2018 marks 20 years since the dictator Suharto, who ruled Indonesia’s New Order for more than three decades, was forced to step down in the wake of the radical student movement and the 1997 Asian economic crisis. Indonesia, the world’s largest Muslim-majority country—characterized by ethnic diversity across a vast sprawling archipelago—has dramatically changed since. It is, as Ed Aspinall (2013) puts it, a “nation in fragments.” While the New Order was “characterized by a powerful military, centralized decision-making, violent repression, and ideological control,” the current era can be framed most broadly in terms of “democratization” and “decentralization” (Van Klinken and Barker 2009: 2). In this process, the military has since lost much of its power and prestige, there has been a dramatic growth of political parties, NGOs, and other civil society groups, political decentralization has given provinces and districts—and thereby local actors—greater autonomy, while the media landscape has splintered. Today Indonesia has the fourth largest number of Facebook users in the world, Jakarta has been called the Twitter capital of the world, and the same may already be true of Instagram. Although crony capitalism has by no means disappeared, the clientalism of the New Order has been decentered (Aspinall 2013: 13). The national economy is thriving as a result and appears likely to become the world’s fourth largest by 2050.

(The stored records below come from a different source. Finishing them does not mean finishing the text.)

// Error types shared across the layers
use thiserror::Error;

/// Failures on the live channel. Always recovered by reconnecting.
#[derive(Debug, Clone, Error, PartialEq)]
pub enum TransportError {
    #[error("failed to connect: {0}")]
    Connect(String),
    #[error("failed to receive frame: {0}")]
    Receive(String),
    #[error("channel is not open")]
    NotOpen,
}

/// A frame or history document that could not be decoded.
#[derive(Debug, Error)]
pub enum DecodeError {
    #[error("invalid json: {0}")]
    Json(#[from] serde_json::Error),
    #[error("payload for `{message_type}` does not match its schema: {source}")]
    Payload {
        message_type: &'static str,
        source: serde_json::Error,
    },
    #[error("unsupported sample value: {0}")]
    SampleValue(String),
    #[error("sample timestamp out of range: {0}")]
    Timestamp(f64),
}

#[derive(Debug, Error, PartialEq, Eq)]
pub enum RegistrationError {
    #[error("a handler for `{0}` is already registered")]
    Duplicate(&'static str),
    #[error("`{0}` is not an inbound message type")]
    NotInbound(&'static str),
}

#[derive(Debug, Error)]
pub enum HistoryError {
    #[error("history request failed: {0}")]
    Transport(#[from] reqwest::Error),
    #[error("history endpoint returned {status}: {body}")]
    Status { status: u16, body: String },
    #[error(transparent)]
    Decode(#[from] DecodeError),
}
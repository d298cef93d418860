// History cache - Per-chart derived series with freshness window and background refresh
use crate::application::history_source::HistorySource;
use crate::application::scheduler::ScheduledTask;
use crate::application::usage_deriver::derive;
use crate::domain::telemetry::{ChartKind, DerivedSeriesSet, HistoryPeriod};
use crate::error::HistoryError;
use std::collections::HashMap;
use std::sync::atomic::{AtomicU64, Ordering};
use std::sync::{Arc, Mutex, MutexGuard, PoisonError, Weak};
use std::time::Duration;
use tokio::time::Instant;

/// Presentation side of a chart.
pub trait ChartRenderer: Send + Sync {
    fn render(&self, chart_id: &str, kind: &ChartKind, series: &DerivedSeriesSet);
}

#[derive(Debug, Clone)]
pub struct CacheSettings {
    pub freshness: Duration,
    pub refresh_interval: Duration,
}

impl Default for CacheSettings {
    fn default() -> Self {
        Self {
            freshness: Duration::from_secs(300),
            refresh_interval: Duration::from_secs(60),
        }
    }
}

/// How a request was served.
#[derive(Debug, Clone, Copy, PartialEq, Eq)]
pub enum Served {
    Fetched,
    Cached,
    /// Fetch failed; whatever was cached stays on screen.
    Failed,
    /// A newer request for the chart, or its removal, took over while this
    /// one was fetching. Nothing was stored or rendered.
    Superseded,
}

#[derive(Debug, Clone)]
struct CacheEntry {
    derived: Arc<DerivedSeriesSet>,
    fetched_at: Instant,
}

/// Everything the cache tracks for one chart. `token` identifies the request
/// that currently owns the chart; results from any other request are dropped.
#[derive(Debug, Default)]
struct Chart {
    token: u64,
    entry: Option<CacheEntry>,
    refresh: Option<ScheduledTask>,
}

struct Inner {
    source: Arc<dyn HistorySource>,
    renderer: Arc<dyn ChartRenderer>,
    settings: CacheSettings,
    next_token: AtomicU64,
    charts: Mutex<HashMap<String, Chart>>,
}

/// Shared handle to the per-chart cache. Scheduled refreshes only hold a weak
/// reference, so dropping the last handle cancels them all.
#[derive(Clone)]
pub struct HistoryCache {
    inner: Arc<Inner>,
}

impl HistoryCache {
    pub fn new(
        source: Arc<dyn HistorySource>,
        renderer: Arc<dyn ChartRenderer>,
        settings: CacheSettings,
    ) -> Self {
        Self {
            inner: Arc::new(Inner {
                source,
                renderer,
                settings,
                next_token: AtomicU64::new(0),
                charts: Mutex::new(HashMap::new()),
            }),
        }
    }

    /// Render `chart_id`, fetching when the entry is missing, stale or
    /// `force_refresh` is set, then schedule the next background refresh.
    pub async fn request(
        &self,
        chart_id: &str,
        kind: ChartKind,
        source_url: &str,
        force_refresh: bool,
    ) -> Served {
        let token = self.claim(chart_id);
        self.serve(chart_id, kind, source_url, force_refresh, token)
            .await
    }

    /// A new period is always fetched; later refreshes stay on that period.
    pub async fn request_period(
        &self,
        chart_id: &str,
        kind: ChartKind,
        base_url: &str,
        period: HistoryPeriod,
    ) -> Served {
        let source_url = format!("{}/{}", base_url.trim_end_matches('/'), period.as_segment());
        self.request(chart_id, kind, &source_url, true).await
    }

    pub fn cached(&self, chart_id: &str) -> Option<Arc<DerivedSeriesSet>> {
        self.charts()
            .get(chart_id)
            .and_then(|chart| chart.entry.as_ref())
            .map(|entry| entry.derived.clone())
    }

    pub fn has_pending_refresh(&self, chart_id: &str) -> bool {
        self.charts()
            .get(chart_id)
            .and_then(|chart| chart.refresh.as_ref())
            .is_some_and(ScheduledTask::is_pending)
    }

    /// Forget a chart that left the page. Its refresh is cancelled and any
    /// fetch still in flight for it is discarded on arrival.
    pub fn remove(&self, chart_id: &str) {
        let removed = self.charts().remove(chart_id);
        if let Some(refresh) = removed.and_then(|chart| chart.refresh) {
            refresh.cancel();
        }
    }

    /// Cancel every scheduled refresh and drop all entries.
    pub fn clear(&self) {
        let charts: Vec<Chart> = self.charts().drain().map(|(_, chart)| chart).collect();
        charts
            .into_iter()
            .filter_map(|chart| chart.refresh)
            .for_each(ScheduledTask::cancel);
    }

    /// Make a new request the owner of `chart_id`, cancelling its pending
    /// refresh.
    fn claim(&self, chart_id: &str) -> u64 {
        let token = self.inner.next_token.fetch_add(1, Ordering::Relaxed) + 1;
        let mut charts = self.charts();
        let chart = charts.entry(chart_id.to_string()).or_default();
        chart.token = token;
        if let Some(pending) = chart.refresh.take() {
            pending.cancel();
        }
        token
    }

    fn is_current(&self, chart_id: &str, token: u64) -> bool {
        self.charts()
            .get(chart_id)
            .is_some_and(|chart| chart.token == token)
    }

    async fn serve(
        &self,
        chart_id: &str,
        kind: ChartKind,
        source_url: &str,
        force_refresh: bool,
        token: u64,
    ) -> Served {
        let cached = if force_refresh {
            None
        } else {
            self.fresh_entry(chart_id)
        };

        let served = match cached {
            Some(derived) => {
                tracing::debug!("Serving chart {} from cache", chart_id);
                self.inner.renderer.render(chart_id, &kind, &derived);
                Served::Cached
            }
            None => match self.load(chart_id, &kind, source_url, token).await {
                Ok(Some(derived)) => {
                    self.inner.renderer.render(chart_id, &kind, &derived);
                    Served::Fetched
                }
                Ok(None) => {
                    tracing::debug!("Discarding superseded fetch of chart {}", chart_id);
                    return Served::Superseded;
                }
                Err(_) if !self.is_current(chart_id, token) => return Served::Superseded,
                Err(e) => {
                    tracing::warn!("Keeping cached data for chart {}: {}", chart_id, e);
                    Served::Failed
                }
            },
        };

        self.schedule_refresh(chart_id, kind, source_url, token);
        served
    }

    /// Background refresh on behalf of the request holding `token`.
    async fn refresh(&self, chart_id: &str, kind: ChartKind, source_url: &str, token: u64) {
        if self.is_current(chart_id, token) {
            self.serve(chart_id, kind, source_url, false, token).await;
        }
    }

    fn fresh_entry(&self, chart_id: &str) -> Option<Arc<DerivedSeriesSet>> {
        self.charts()
            .get(chart_id)
            .and_then(|chart| chart.entry.as_ref())
            .filter(|entry| entry.fetched_at.elapsed() < self.inner.settings.freshness)
            .map(|entry| entry.derived.clone())
    }

    /// Fetch and derive. `Ok(None)` when the chart changed owner meanwhile.
    async fn load(
        &self,
        chart_id: &str,
        kind: &ChartKind,
        source_url: &str,
        token: u64,
    ) -> Result<Option<Arc<DerivedSeriesSet>>, HistoryError> {
        tracing::debug!("Fetching chart {} from {}", chart_id, source_url);
        let raw = self.inner.source.fetch(source_url).await?;

        let derived = Arc::new(match kind.usage_kind() {
            Some(usage) => derive(&raw, usage, chrono::Utc::now().timestamp_millis()),
            None => DerivedSeriesSet::passthrough(raw),
        });

        let mut charts = self.charts();
        match charts.get_mut(chart_id) {
            Some(chart) if chart.token == token => {
                chart.entry = Some(CacheEntry {
                    derived: derived.clone(),
                    fetched_at: Instant::now(),
                });
                Ok(Some(derived))
            }
            _ => Ok(None),
        }
    }

    fn schedule_refresh(&self, chart_id: &str, kind: ChartKind, source_url: &str, token: u64) {
        let inner: Weak<Inner> = Arc::downgrade(&self.inner);
        let id = chart_id.to_string();
        let url = source_url.to_string();
        let timer = ScheduledTask::after(self.inner.settings.refresh_interval, async move {
            if let Some(inner) = inner.upgrade() {
                HistoryCache { inner }.refresh(&id, kind, &url, token).await;
            }
        });

        let mut charts = self.charts();
        match charts.get_mut(chart_id) {
            Some(chart) if chart.token == token => {
                if let Some(previous) = chart.refresh.replace(timer) {
                    previous.cancel();
                }
            }
            _ => timer.cancel(),
        }
    }

    fn charts(&self) -> MutexGuard<'_, HashMap<String, Chart>> {
        self.inner
            .charts
            .lock()
            .unwrap_or_else(PoisonError::into_inner)
    }
}
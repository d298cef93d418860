// Main entry point - Dependency injection and client setup
use std::sync::Arc;

use chrono::{TimeZone, Utc};
use terrarium_telemetry::application::connection_manager::ConnectionManager;
use terrarium_telemetry::application::dispatcher::MessageDispatcher;
use terrarium_telemetry::application::history_cache::HistoryCache;
use terrarium_telemetry::infrastructure::config::load_dashboard_config;
use terrarium_telemetry::infrastructure::http_history::HttpHistorySource;
use terrarium_telemetry::infrastructure::websocket::WebSocketConnector;
use terrarium_telemetry::presentation::consumers::{
    LoggingChartRenderer, LoggingLiveness, register_logging_consumers,
};
use tracing_subscriber::EnvFilter;

#[tokio::main(flavor = "current_thread")]
async fn main() -> anyhow::Result<()> {
    // Initialize tracing
    tracing_subscriber::fmt()
        .with_env_filter(EnvFilter::try_from_default_env().unwrap_or_else(|_| EnvFilter::new("info")))
        .init();

    // Load configuration
    let config = load_dashboard_config()?;

    // Live channel
    let mut dispatcher = MessageDispatcher::new();
    register_logging_consumers(&mut dispatcher)?;
    let connector = Arc::new(WebSocketConnector::new(config.connection.url.clone()));
    let manager = ConnectionManager::new(connector, dispatcher, (&config.connection).into())
        .with_observer(Arc::new(LoggingLiveness));
    let connection = manager.handle();
    let session = tokio::spawn(manager.run());
    tracing::info!("Connecting to {}", config.connection.url);

    // History
    let history = Arc::new(HttpHistorySource::new(config.history.base_url.clone()));
    match history.fetch_door_events().await {
        Ok(events) => {
            for event in events {
                let at = Utc
                    .timestamp_millis_opt(event.time_ms)
                    .single()
                    .map(|t| t.to_rfc3339())
                    .unwrap_or_else(|| event.time_ms.to_string());
                tracing::info!("Door {} at {}", if event.open { "opened" } else { "closed" }, at);
            }
        }
        Err(e) => tracing::warn!("Door history unavailable: {}", e),
    }

    let cache = HistoryCache::new(
        history,
        Arc::new(LoggingChartRenderer),
        config.history.cache_settings(),
    );
    for chart in &config.history.charts {
        let source_url = chart.source_url(&config.history.base_url);
        cache.request(&chart.id, chart.kind.clone(), &source_url, false).await;
    }

    tokio::signal::ctrl_c().await?;
    tracing::info!("Shutting down");

    cache.clear();
    connection.shutdown();
    session.await?;

    Ok(())
}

Nearly a decade ago Joshua Barker and I initiated a collaborative writing project that attempted to engage with this changing landscape in Indonesia, and later Southeast Asia. Close to 100 scholars were invited to write 1000-word essays on key “figures of modernity” across the region (Barker, Lindquist et al. 2009; Barker, Harms, and Lindquist 2013). The figures we asked people to identify ideally emerged from their own research and were able to illuminate and comment upon broader transformations that were often difficult to grasp, much like Walter Benjamin’s flâneur did with regard to nineteenth-century Paris (Benjamin 1986). For this project, two anthropologists, James Hoesterey and Doreen Lee—at the time finishing their doctoral dissertations in the US—offered snapshots of the Muslim Television Preacher and the Activist, respectively, as two key figures of Indonesian modernity.

The vignettes and kernels of analysis described through those two figures have now, some years later, been developed into two excellent and fascinating monographs, Hoesterey’s (2016) Rebranding Islam: Piety, Prosperity, and a Self-Help Guru and Lee’s (2016) Activist Archives: Youth Culture and Political Past in Indonesia. While both refer back to the earlier project (Hoesterey directly, Lee more in passing), neither focuses their analysis on the figure per se. Nevertheless, in considering the books together it appears reasonable to use the figures project as a backdrop for comparison. Although ostensibly concerned with different topics and theoretical approaches, taken together the monographs offer important shared insights, particularly into the transforming Indonesian public sphere, which both the Muslim Television Preacher and the Activist in different ways have attempted – with varying degrees of success – to make their own.

James Hoesterey’s account of the rise and fall Aa Gym—Indonesia’s most famous Muslim television preacher, or tele-dai, during the 2000s —speaks directly to questions concerning the public sphere, and particularly the fragmentation of Islamic authority in Indonesia and globally during the past few decades. Lacking a classical religious education, Aa Gym gained celebratory status after the fall of Suharto and the easing of media restrictions and privatization of television that allowed for the expansion of Islamic programming. Drawing together Sufi ideas with Western popular psychology, Aa Gym offered an “aspirational piety” (p. 8) centered on ethical self-fashioning and economic success, which Hoesterey suggests should be understood with regard to the blend of hope and anxiety that has characterized the post-authoritarian era. This entrepreneurial Islam cuts across the divide between traditionalists and modernists that has historically organized Indonesian Islam and has appeared to offer a route forward for a middle-class public.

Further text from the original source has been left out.